茨城県信用保証協会

元気企業

2016年11月

株式会社水庭農園

代表取締役社長 水庭 博
創業 昭和8年
事業所 日立市本宮町5-8-6(本社・事務所)
ひたちなか市馬渡487-5(営業所)
事業内容 造園業(維持管理を含む)、土木工事業
電話番号 0294-24-3228

 株式会社水庭農園は、官公庁、民間企業の庭園・公園・緑地・広場の造園、運動場・道路などの造園工事を主として、※緑化樹木や花壇等の維持管理を行っています。
 平成28年9月12日、日立市の本社を訪問し、水庭博代表取締役社長にお話を伺いました。
 
 ※緑化樹木・・・公園緑地、道路、その他の公共施設等の公共緑化に用いられる樹木

当社のあゆみ

 当社のあゆみは、戦前に水庭社長の曽祖父が林業用苗木の生産・販売を個人で創業したことから始まります。病虫害に強い品質の高さが全国で評判となったことで、売上を伸ばし、その後、水庭社長の祖父である初代社長によって、昭和8年に緑化樹木の生産・販売が開始されました。昭和11年には造園業に進出し、日立製作所関連工場の緑化工事などを行ってまいりました。

日立市本宮町にある本社・事務所

 昭和46年に法人化。水庭社長は学校卒業後西武鉄道グループの緑化部門に勤めていましたが、昭和62年に当社に入社し、平成10年に代表取締役社長に就任しました。
 現在、造園業40%、土木工事業20%、維持管理業40%の割合で事業展開しており、日立市を基盤として、県南・県西エリア、千葉方面まで営業エリアを拡大しています。

「造る」から「リニューアル」「育成管理」へ

 「私が入社した当時は、官公庁が発注する大規模な新規の造園工事、民間のゴルフ場建設などが活況でしたが、バブル崩壊後は新設工事の受注は大幅に減り、既存施設のリニュ ーアル工事などの小規模な工事が中心になっています。それに伴い、造園工事と並び緑化樹木や既存施設の維持管理の比重が高くなっています。」
水庭社長は入社からこれまでを振り返ります。
 リニューアル工事や維持管理の増加と新設工事の減少は思わぬ事態を生んでいます。大規模な造園工事を経験したことがない若い社員の増加です。そこで、次世代まで造園工事の技術を絶やさないようにするため、水庭社長は社員に対し、造園施工管理技士・技能士等の資格取得を奨励しています。
「大規模な造園・土木工事の受注がいつ来ても対応できるように、準備しておく必要があります。その際に有資格者がいないと、一般競争入札に応募すらできないのです。近い将来、国体やオリンピックが開催されますが、それでは満足なおもてなしもできません。地域や国の発展のためにも、人材と経験は絶やさないように心がけています。」
そう力を込める水庭社長は、時代や経済状況の変化に左右されやすい造園業界において、地域や国の将来を見据えた人材育成を行っています。
 このような取り組みは発注者からの厚い信頼を集め、当社の持つ確かなデザイン企画力や高い施工能力などの総合力で、受注につながるケースがあるそうです。

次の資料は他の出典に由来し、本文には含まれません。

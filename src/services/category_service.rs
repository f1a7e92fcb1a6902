use std::collections::HashMap;

use chrono::Utc;
use sea_orm::ActiveValue::NotSet;
use sea_orm::sea_query::Expr;
use sea_orm::{
    ActiveModelTrait, ColumnTrait, ConnectionTrait, EntityTrait, FromQueryResult, PaginatorTrait,
    QueryFilter, QueryOrder, QuerySelect, Set,
};
use uuid::Uuid;

use crate::{
    dto::categories::{CategoryList, CategoryWithCount, CreateCategoryRequest, UpdateCategoryRequest},
    entity::{
        categories::{ActiveModel as CategoryActive, Column as CategoryCol, Entity as Categories},
        products::{Column as ProdCol, Entity as Products},
    },
    error::{AppError, AppResult},
    middleware::auth::{AuthUser, ensure_admin},
    models::Category,
    response::{ApiResponse, Meta},
    slug::{slugify, unique_slug},
    state::AppState,
    storage::normalize_image_url,
};

/// Generates a slug from `name` that no row in `categories` uses yet.
/// `exclude` skips the row being renamed.
async fn free_category_slug<C: ConnectionTrait>(
    db: &C,
    name: &str,
    exclude: Option<Uuid>,
) -> AppResult<String> {
    let base = slugify(name);
    let mut finder = Categories::find().filter(CategoryCol::Slug.starts_with(&base));
    if let Some(id) = exclude {
        finder = finder.filter(CategoryCol::Id.ne(id));
    }
    let taken: Vec<String> = finder
        .select_only()
        .column(CategoryCol::Slug)
        .into_tuple()
        .all(db)
        .await?;
    Ok(unique_slug(&base, |candidate| taken.iter().any(|s| s == candidate)))
}

#[derive(FromQueryResult)]
struct ProductCount {
    category_id: Uuid,
    count: i64,
}

pub async fn list_categories(state: &AppState) -> AppResult<ApiResponse<CategoryList>> {
    let categories = Categories::find()
        .order_by_asc(CategoryCol::Name)
        .all(&state.orm)
        .await?;

    let counts: HashMap<Uuid, i64> = Products::find()
        .select_only()
        .column(ProdCol::CategoryId)
        .column_as(Expr::col(ProdCol::Id).count(), "count")
        .filter(ProdCol::IsActive.eq(true))
        .group_by(ProdCol::CategoryId)
        .into_model::<ProductCount>()
        .all(&state.orm)
        .await?
        .into_iter()
        .map(|row| (row.category_id, row.count))
        .collect();

    let items = categories
        .into_iter()
        .map(|model| CategoryWithCount {
            product_count: counts.get(&model.id).copied().unwrap_or(0),
            category: Category::from(model),
        })
        .collect();

    Ok(ApiResponse::success("Categories", CategoryList { items }, None))
}

pub async fn get_category(state: &AppState, slug: &str) -> AppResult<ApiResponse<CategoryWithCount>> {
    let category = Categories::find()
        .filter(CategoryCol::Slug.eq(slug))
        .one(&state.orm)
        .await?
        .ok_or(AppError::NotFound)?;

    let product_count = Products::find()
        .filter(ProdCol::CategoryId.eq(category.id))
        .filter(ProdCol::IsActive.eq(true))
        .count(&state.orm)
        .await? as i64;

    Ok(ApiResponse::success(
        "Category",
        CategoryWithCount {
            category: Category::from(category),
            product_count,
        },
        None,
    ))
}

pub async fn create_category(
    state: &AppState,
    user: &AuthUser,
    payload: CreateCategoryRequest,
) -> AppResult<ApiResponse<Category>> {
    ensure_admin(user)?;
    let name = payload.name.trim().to_string();
    if name.is_empty() {
        return Err(AppError::BadRequest("Category name is required".into()));
    }
    let image_url = payload
        .image_url
        .as_deref()
        .map(normalize_image_url)
        .transpose()?;

    let slug = free_category_slug(&state.orm, &name, None).await?;
    let category = CategoryActive {
        id: Set(Uuid::new_v4()),
        name: Set(name),
        slug: Set(slug),
        description: Set(payload.description),
        image_url: Set(image_url),
        created_at: NotSet,
        updated_at: NotSet,
    }
    .insert(&state.orm)
    .await?;

    tracing::info!(category_id = %category.id, slug = %category.slug, "category created");
    Ok(ApiResponse::success(
        "Category created",
        Category::from(category),
        Some(Meta::empty()),
    ))
}

pub async fn update_category(
    state: &AppState,
    user: &AuthUser,
    id: Uuid,
    payload: UpdateCategoryRequest,
) -> AppResult<ApiResponse<Category>> {
    ensure_admin(user)?;
    let existing = Categories::find_by_id(id)
        .one(&state.orm)
        .await?
        .ok_or(AppError::NotFound)?;

    let mut active: CategoryActive = existing.clone().into();
    if let Some(name) = payload.name {
        let name = name.trim().to_string();
        if name.is_empty() {
            return Err(AppError::BadRequest("Category name is required".into()));
        }
        if name != existing.name {
            active.slug = Set(free_category_slug(&state.orm, &name, Some(id)).await?);
        }
        active.name = Set(name);
    }
    if let Some(description) = payload.description {
        active.description = Set(Some(description));
    }
    if let Some(url) = payload.image_url {
        active.image_url = Set(Some(normalize_image_url(&url)?));
    }
    active.updated_at = Set(Utc::now().into());
    let category = active.update(&state.orm).await?;

    Ok(ApiResponse::success(
        "Category updated",
        Category::from(category),
        Some(Meta::empty()),
    ))
}

pub async fn delete_category(
    state: &AppState,
    user: &AuthUser,
    id: Uuid,
) -> AppResult<ApiResponse<serde_json::Value>> {
    ensure_admin(user)?;
    let products = Products::find()
        .filter(ProdCol::CategoryId.eq(id))
        .count(&state.orm)
        .await?;
    if products > 0 {
        return Err(AppError::BadRequest(format!(
            "Category still has {products} product(s)"
        )));
    }

    let result = Categories::delete_by_id(id).exec(&state.orm).await?;
    if result.rows_affected == 0 {
        return Err(AppError::NotFound);
    }

    tracing::info!(category_id = %id, "category deleted");
    Ok(ApiResponse::success(
        "Deleted",
        serde_json::json!({}),
        Some(Meta::empty()),
    ))
}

平成11年春より利用開始となった茨城県庁舎の造園工事を担当。多くの県民の憩いの場となっている。

『約束を守るという基本的なことが信用の礎』という企業理念

 水庭社長は、経営者としての責任を果たすことを重視しています。
「今まで会社の舵取りを行ってきて、公共工事の減少や長引く不況で売上がピークの半分になった厳しい時もありましたが、それを克服することが自分の使命と考えて、足りぬ点があれば、まだ改善の余地があると前向きに考えるようにしています。冷静に現実を見て、それに適切に対応していくことが経営者の責務です。」
と水庭社長はおっしゃいます。
 水庭社長は先代や先々代の社長に、目先の損得にとらわれず、信用第一、誠実な経営を第一とするように教えられてきたそうです。それは水庭社長にも脈々と受け継がれ、当社の経営の礎となっています。
 毎日の朝礼や会議を通じて、『約束を守ることが基本である』ということを社内に浸透させています。また、クレームこそが、会社成長の糧となると考え、クレーム対応には特に細心の注意を払い、報告を徹底させて現場第一主義で改善につながるべく適切に対処しているそうです。企業経営を通じて、ご自身や社員の“人間力”を養い、地域に根ざし信用を築き続けてきたことが83年の永続経営につながっています。


造園業界と地域の発展のために

訪れた人が木陰で休めるよう設計されている
ベンチとテーブル(茨城県自然博物館)

 水庭社長は、造園工事業界全体の底上げに力を注いでいます。
「長年事業を行ってきた中で、自社のことを考えるだけでなく、同業者とともに業界全体の地位向上を図らないと、現在のような業績は保てないと考えております。」
そうおっしゃる水庭社長は、日本造園建設業協会茨城県支部長や茨城県庭園樹協会会長、茨城県造園建設業協会副会長などを務められ、造園業界の発展に大きく貢献されています。
 「地域の公園緑地・道路等の緑は安全に暮らすためには非常に大切です。木や花を植えることは、それ自体で潤いをもたらし、環境を改善したりすることにつながります。しかし、街路樹や公園は造って終わりではなく、施設の草木をきちんと育成管理しないと、思わぬ災害や事故を招いてしまいます。地方を元気にするためにも、街路樹や公園施設の維持管理を怠らず、防災的観点からも安全できれいな公共空間づくりをしていきたいと思います。」
そうおっしゃる水庭社長の姿には、長年事業を通じて地域の環境緑化活動に取り組んでこられた誇りにあふれていました。
  • 自然を探索できるよう整えられた道
    (茨城県自然博物館)

  • 当社が設計・施工まで行った山型の遊具
    (国営ひたち海浜公園)

おわりに

開発が進むつくば市研究学園にある公園
(葛城地区7号街区公園)

 当社の社名の一部である「農園」という文字は、林業用苗木の生産・販売から事業が始まったことに由来します。現在は「造園」を営んでいる当社ですが、祖父から83年続く伝統を大切にしていきたいという水庭社長の想いが込められています。
 水庭社長は、当社の経営者になってから現在まで「大変なこともありますが、それを解決するのが経営者の使命であり、足りぬ事があればまだ改善の余地があると前向きに取り組むようにしています。」
とおっしゃいます。冷静に現実を見つめ、企業の「経営者」として責任を果たすとともに、「地域」や「業界」のリーダーとして、人々の生活空間・憩いの場の創造を目指す姿が印象的でした。
 今後のますますの発展をお祈り申し上げます。